Collection entries:
>>>

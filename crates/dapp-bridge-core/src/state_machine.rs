use crate::error::BridgeError;
use crate::hardware::HardwareErrorKind;

#[derive(Debug, Clone, Copy, PartialEq, Eq)]
pub enum HardwareState {
    Idle,
    AwaitingPrimaryApp,
    PrimaryAppReady,
    AwaitingSecondaryApp,
    SecondaryAppReady,
    Done,
    Error(HardwareErrorKind),
}

impl HardwareState {
    pub fn is_terminal(self) -> bool {
        matches!(self, Self::Done | Self::Error(_))
    }
}

#[derive(Debug, Clone, Copy, PartialEq, Eq)]
pub enum HardwareAction {
    RequestPrimary,
    PrimaryReady,
    RequestSecondary,
    SecondaryReady,
    Finish,
    Fail(HardwareErrorKind),
}

#[derive(Debug, Clone, PartialEq, Eq)]
pub struct StateTransition {
    pub from: HardwareState,
    pub to: HardwareState,
    pub action: HardwareAction,
}

pub fn hardware_transition(
    state: HardwareState,
    action: HardwareAction,
) -> Result<(HardwareState, StateTransition), BridgeError> {
    use HardwareAction as A;
    use HardwareState as S;

    let next = match (state, action) {
        (S::Idle, A::RequestPrimary) => S::AwaitingPrimaryApp,
        (S::AwaitingPrimaryApp, A::PrimaryReady) => S::PrimaryAppReady,
        (S::PrimaryAppReady, A::RequestSecondary) => S::AwaitingSecondaryApp,
        (S::AwaitingSecondaryApp, A::SecondaryReady) => S::SecondaryAppReady,
        (S::PrimaryAppReady | S::SecondaryAppReady, A::Finish) => S::Done,
        (s, A::Fail(kind)) if !s.is_terminal() => S::Error(kind),
        (from, action) => {
            return Err(BridgeError::IllegalTransition(format!(
                "{from:?} on {action:?}"
            )))
        }
    };
    Ok((
        next,
        StateTransition {
            from: state,
            to: next,
            action,
        },
    ))
}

<<<

EXERCISE INSTRUCTIONS:
Copy out the lines above exactly, beginning at the one that contains "use HardwareState as S;" and ending at the one that contains "(S::PrimaryAppReady, A::RequestSecondary) =>".

SOLVED PROBLEM:
    use HardwareState as S;

    let next = match (state, action) {
        (S::Idle, A::RequestPrimary) => S::AwaitingPrimaryApp,
        (S::AwaitingPrimaryApp, A::PrimaryReady) => S::PrimaryAppReady,
        (S::PrimaryAppReady, A::RequestSecondary) => S::AwaitingSecondaryApp,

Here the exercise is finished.